Sementara, Hongkong yang semakin maju mengundang banyak pihak untuk mengadu untung di dalamnya, tak terkecuali pihak asing. Sebuah korporasi properti yang dipimpin Frankie (Mike Tyson) berusaha menggusur sekolah dasar tempat di mana anak Ip Man dan juga Cheung Tin Chi bersekolah sebagai satu-satunya bangunan yang tersisa di wilayah itu yang belum dikuasainya. Menugaskan jagoan lokal bernama Sang, mereka mulai mengganggu masyarakat sekitar bahkan dengan kekerasan menyegel dan membakar sekolah tersebut. Merasa bahwa pihak kepolisian tak dapat berbuat banyak, bahkan mungkin terlibat praktik korupsi di sana, Ip Man turun tangan menyelesaikan persoalan ini.

***

Ip Man dan Wing Chun sudah semakin populer akhir-akhir ini. Ditandai dengan banyak dan menonjolnya atribut peguruan ini. Bahkan ketika saya hendak menonton saja, ada satu orang yang memborong 17 tiket! Semua untuk ia dan rekan rekan seperguruannya. Maka, kehadiran seri ketiga Ip Man ini seolah menegaskan kehadiran aliran bela diri ini di negeri ini.

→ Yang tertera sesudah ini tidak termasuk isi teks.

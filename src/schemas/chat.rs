use serde::{Deserialize, Serialize};

#[derive(Debug, Default, Deserialize)]
pub struct ChatRequest {
    #[serde(default)]
    pub message: Option<String>,
}

#[derive(Debug, Serialize, Deserialize, PartialEq, Eq)]
pub struct ChatResponse {
    pub response: String,
}

#[derive(Debug, Serialize, Deserialize, PartialEq, Eq)]
pub struct ErrorBody {
    pub error: String,
}

#[derive(Debug, Serialize, Deserialize, PartialEq, Eq)]
pub struct StatusBody {
    pub status: String,
}
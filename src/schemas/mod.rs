pub mod chat;
pub mod exchange;
pub mod generation;
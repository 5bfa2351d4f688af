use crate::chat::{ChatService, MISSING_MESSAGE};
use crate::error::ChatError;
use crate::schemas::chat::{ChatRequest, ChatResponse, StatusBody};
use axum::extract::rejection::JsonRejection;
use axum::extract::State;
use axum::routing::{get, post};
use axum::{Json, Router};
use std::path::Path;
use tower_http::cors::CorsLayer;
use tower_http::services::ServeDir;
use tower_http::trace::{DefaultMakeSpan, DefaultOnRequest, DefaultOnResponse, TraceLayer};
use tracing::{warn, Level};

pub const HEALTH_STATUS: &str = "Servidor rodando com sucesso!";

/// Builds the router: chat API, health check, and static assets as fallback.
pub fn create_app(service: ChatService, static_dir: &Path) -> Router {
    Router::new()
        .route("/chatbot", post(chatbot))
        .route("/teste", get(health))
        .fallback_service(ServeDir::new(static_dir))
        .with_state(service)
        .layer(CorsLayer::permissive())
        .layer(
            TraceLayer::new_for_http()
                .make_span_with(DefaultMakeSpan::new().level(Level::INFO))
                .on_request(DefaultOnRequest::new().level(Level::DEBUG))
                .on_response(DefaultOnResponse::new().level(Level::INFO)),
        )
}

async fn chatbot(
    State(service): State<ChatService>,
    payload: Result<Json<ChatRequest>, JsonRejection>,
) -> Result<Json<ChatResponse>, ChatError> {
    let Json(request) = payload.map_err(|rejection| {
        warn!("Rejected chat body: {}", rejection.body_text());
        ChatError::Validation(MISSING_MESSAGE.to_string())
    })?;

    service.handle(request).await.map(Json)
}

async fn health() -> Json<StatusBody> {
    Json(StatusBody {
        status: HEALTH_STATUS.to_string(),
    })
}

pub async fn shutdown_signal() {
    let ctrl_c = async {
        if let Err(e) = tokio::signal::ctrl_c().await {
            tracing::error!("Failed to install Ctrl+C handler: {}", e);
            std::future::pending::<()>().await;
        }
        tracing::info!("Received Ctrl+C, shutting down");
    };

    #[cfg(unix)]
    let terminate = async {
        match tokio::signal::unix::signal(tokio::signal::unix::SignalKind::terminate()) {
            Ok(mut term) => {
                term.recv().await;
                tracing::info!("Received SIGTERM, shutting down");
            }
            Err(e) => {
                tracing::error!("Failed to install SIGTERM handler: {}", e);
                std::future::pending::<()>().await;
            }
        }
    };

    #[cfg(not(unix))]
    let terminate = std::future::pending::<()>();

    tokio::select! {
        _ = ctrl_c => {},
        _ = terminate => {},
    }
}
pub mod chat;
pub mod error;
pub mod exchange_log;
pub mod extractor;
pub mod llm_wrapper;
pub mod responder;
pub mod schemas;
pub mod server;
pub mod settings;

Sebagai sebuah film dan karakter, tak perlu dijelaskan bagaimana khasnya sosok seorang Ip Man. Masih sebagai orang yang rendah hati dan mudah menolong orang lain, namun di saat bersamaan kikuk bahkan seolah takut dengan istrinya. Begitu cinta dengan dunia kungfu, namun seolah abai dan menomorduakan keluarganya. Semakin tegas karakter ini muncul, bahkan ketika sang istri sakit karena menderita kanker pun, ia tak segera menyadarinya.

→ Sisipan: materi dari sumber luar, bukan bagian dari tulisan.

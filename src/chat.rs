use crate::error::ChatError;
use crate::exchange_log::ExchangeLog;
use crate::responder::{RetryingResponder, FALLBACK_REPLY};
use crate::schemas::chat::{ChatRequest, ChatResponse};
use tracing::{error, info, Instrument, Span};
use uuid::Uuid;

pub const MISSING_MESSAGE: &str = "Corpo da requisição deve conter 'message'";
pub const EMPTY_MESSAGE: &str = "Mensagem vazia";

/// Returns the trimmed message, or the validation error the caller should see.
pub fn validate(request: &ChatRequest) -> Result<&str, ChatError> {
    let message = request
        .message
        .as_deref()
        .ok_or_else(|| ChatError::Validation(MISSING_MESSAGE.to_string()))?
        .trim();

    if message.is_empty() {
        return Err(ChatError::Validation(EMPTY_MESSAGE.to_string()));
    }
    Ok(message)
}

#[derive(Clone)]
pub struct ChatService {
    responder: RetryingResponder,
    log: ExchangeLog,
}

impl ChatService {
    pub fn new(responder: RetryingResponder, log: ExchangeLog) -> Self {
        Self { responder, log }
    }

    /// Validates, answers and records one chat message. Only validation can fail;
    /// a failed log write is reported and the answer is still returned.
    #[tracing::instrument(name = "chat", skip_all, fields(request_id = %Uuid::new_v4()))]
    pub async fn handle(&self, request: ChatRequest) -> Result<ChatResponse, ChatError> {
        let message = validate(&request)?.to_string();
        let responder = self.responder.clone();
        let log = self.log.clone();

        // Detached: the exchange completes and is logged even if the caller disconnects.
        let exchange = tokio::spawn(
            async move {
                let reply = responder.respond(&message).await;
                info!(
                    "Answered after {} attempt(s){}",
                    reply.attempts,
                    if reply.fallback { " with fallback" } else { "" }
                );

                if let Err(e) = log.append(&message, &reply.text).await {
                    error!(
                        "Failed to record exchange in {}: {}",
                        log.path().display(),
                        e
                    );
                }
                reply.text
            }
            .instrument(Span::current()),
        );

        let response = match exchange.await {
            Ok(text) => text,
            Err(e) => {
                error!("Chat task failed: {}", e);
                FALLBACK_REPLY.to_string()
            }
        };

        Ok(ChatResponse { response })
    }
}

Satu hal yang boleh jadi menyedot perhatian calon penonton adalah kehadiran Mike Tyson, mantan juara tinju dunia berjuluk 'Leher Beton', yang benar benar beradu akting dan tinju, tidak hanya sekedar selepas lewat sebagai cameo. Dan bisa jadi pertarungan antara Donnie Yen dan Mike Tyson adalah bagian yang paling ditunggu-tunggu sepanjang film. Hasilnya? Relatif. Buat memuaskan pertemuan mereka, jelas apa yang ditampilkan bukanlah basa basi. Durasi hampir 10 menit beradu pukul jelas memanjakan penonton. Namun soal hasil? Mungkin pembuat film ini merasa sungkan sehingga harus memutuskan tidak ada pemenang di antara keduanya.

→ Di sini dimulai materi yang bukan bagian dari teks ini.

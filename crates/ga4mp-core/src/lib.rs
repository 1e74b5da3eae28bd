// Copyright (c) 2025 Geoffrey Huntley <ghuntley@ghuntley.com>. All rights reserved.
// SPDX-License-Identifier: Proprietary

//! Core types for the GA4 Measurement Protocol.
//!
//! This crate holds everything that does not touch the network or the disk:
//! the event model and its collector limits, line items, the table of
//! well-known event types used for advisory parameter checks, and the
//! redacting API secret wrapper. It is used by the `ga4mp` SDK.
//!
//! # Example
//!
//! ```
//! use ga4mp_core::{Event, SchemaTable};
//!
//! let event = Event::new("level_end")
//!     .unwrap()
//!     .with_param("level_name", "First")
//!     .unwrap();
//!
//! let warnings = SchemaTable::new().check_event(&event);
//! assert_eq!(warnings.len(), 1);
//! assert_eq!(warnings[0].missing, "success");
//! ```

pub mod error;
pub mod event;
pub mod item;
pub mod schema;
pub mod secret;

pub use error::{CoreError, Result, StructureError};
pub use event::{
	events_from_value, raw_events, Event, RawEvent, ITEMS_PARAM, MAX_EVENT_NAME_LENGTH,
	MAX_ITEMS_PER_EVENT, MAX_PARAMS_PER_EVENT, MAX_PARAM_NAME_LENGTH, MAX_PARAM_VALUE_LENGTH,
};
pub use item::Item;
pub use schema::{SchemaTable, SchemaWarning, REFERENCE_DOCS_URL};
pub use secret::{ApiSecret, REDACTED};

Kecepatan. Satu hal tersebut adalah ikon dari karakter sekaligus film Ip Man. Sedari film pertama, kita sebagai penonton disuguhi kecepatan pukulan berantai seorang Ip Man. Dan kecepatan juga yang menjadi sejatanya untuk menjadi jago silat terbaik. Sebagai sebuah film, alur dan rentetan pertarungan juga diatur dengan pas kecepatannya, sehingga terlihat seru dan padat. Sesuatu yang sayangnya hilang di film ketiga ini. Ada dua adegan pertarungan massal, ketika sekolah hendak dibakar malam hari dan ketika Ip Man hendak menyelamatkan anaknya di galangan kapal, di mana terlihat jelas adegan demi adegan seolah terpatah dan tidak bersambung, sementara setiap scene pertarungan Ip Man penuh jeda dan lamban. Ada rasa lelah dan kesal melihat betapa berharap kapan kecepatan seorang Ip Man muncul.

Kesia-siaan berikutnya adalah kehadiran Sarut Khanwilai, sejatinya seorang double Tony Jaa, yang seolah pengganggu enteng saja buat Ip Man. Padahal pertarungan antara Wing Chun dan Muay Thai juga sesuatu yang menarik untuk ditonton. Bahkan pertarungan terakhir antar dua jagoan Wing Chun pun tak semegah seharusnya. Meski jurus pamungkas "Pukulan Satu Inchi" ditampilkan di sini. Sayang sekali.

Sebagai sebuah film, konsistensi Donnie Yen untuk menghadirkan Ip Man dan Wing Chun patut diacungi jempol. Bisa dibilang saat ini ia telah menjadi ikon bintang laga Mandarin. Namun sebagai sebuah serial, Ip Man 3 jelas jauh di bawah dua film sebelumnya.